Splatterhouse (PlayStation 3) review

"Once upon a time, all this blood and nudity would have been daring. I remember gasping in awe when playing the originals . . . of course, those were marketed towards pre-teens who couldn't even get into R-rated flicks. In today's world, hacking up misshapen beasts and grabbing softcore pics just isn't enough."

Way back in 1988, Rick Taylor entered a haunted house with his girlfriend Jennifer, he got the snot kicked out of him, he put on a freaky mask and waxed poetic with a two-by-four, and there was much blood and rejuicing. Coming right on the heels of the Friday the 13th movie montage, it's no wonder the original was such a hit -- and wherever there's a breakout hit, there's got to be a sequel to squeeze a bit more life from the concept.

In this case, there were two sequels. And then, for seventeen years, nothing.

Some people say the latest Splatterhouse isn't a sequel -- they call it a "reboot". The game takes a series that had reached the logical end of its premise, repackages the concept, starts from the beginning, and takes everything in a new direction. It's modern gaming's version of "do it all over again with a different hero" or, in the case of Valis 4, with a different heroine.

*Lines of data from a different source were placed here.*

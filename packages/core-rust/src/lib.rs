//! Futuretech Core: forecast model, resource generators, trace context propagation,
//! and message envelopes. Pure types and functions; no network I/O.

pub mod clock;
pub mod envelope;
pub mod forecast;
pub mod generator;
pub mod propagation;
pub mod trace;

pub use clock::{ClockSource, ManualClock, SystemClock};
pub use envelope::{HeaderCarrier, HeaderValue, InjectionError, MessageEnvelope, MessageHeaders};
pub use forecast::{celsius_to_fahrenheit, Forecast, WeatherForecast};
pub use generator::{RandomForecastGenerator, ResourceGenerator};
pub use propagation::{
    decode_baggage, encode_baggage, tag_keys, ContextPropagator, MessagingTags, W3cPropagator,
    BAGGAGE_HEADER, MESSAGING_SYSTEM,
};
pub use trace::TraceContext;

I'm not one of those people. Worrying about whether the game's a "reboot" or a "sequel" is dumb. It's Splatterhouse, so I expect it to be true to the series, and I expect it to be better than its predecessors -- "new" and "different" aren't enough. And if Namco wants my trust and future cash, this latest episode had better hold up well compared to other manly brawlers on the market. Money drives development, and I don't enjoy encouraging companies to make bad games.

* * * * *

The newest Splatterhouse is a brawler with a whole lot of blood. Use normal/heavy attack combinations, swing corrupted demons around the room by their feet, grab weapons like cleavers or baseball bats, and abuse the health-replenishing Terror Mask attacks. The game contains loads of intuitively-enacted abilities, many of which must be earned, which is a thankfully straightforward process. Spilled blood adds points that Rick cashes at any time (not just between levels) to become strong enough to tear arms off of ghouls. He can then use those arms as weapons and club pitiful creatures to death. It's a fun action game, and the worst parts are the long-ass loading screens . . . which isn't a bad "worst" to have. If that were the only bad part of the game, we'd have a real winner.

Namco misguidedly breaks up the fun 3D brawler action with lame sidescrolling scenes, which are disappointing when compared to the 16-bit originals. They're disappointing because they're flat-out worse. The colors aren't as vibrant, the stage design isn't as clever, and the framerate chugs compared to Splatterhouse 2. Reviewers didn't write about framerates when covering the Turbo or Genesis games, but they write about them here because it's a problem. In short, the 16-bit games had better graphics and thus better gameplay, because graphics and gameplay are always inextricably intertwined. Don't believe anyone who tells you otherwise.

During the brawler scenes, Splatterhouse does a great job of mixing enemies. They all behave differently -- the quick little blue guys are particularly troublesome -- and success requires constantly shifting battle tactics. This isn't a particularly hard game, but it's not mindless either; spamming the square button simply won't work. This feels more like Final Fight than God of War, and I'm cool with that.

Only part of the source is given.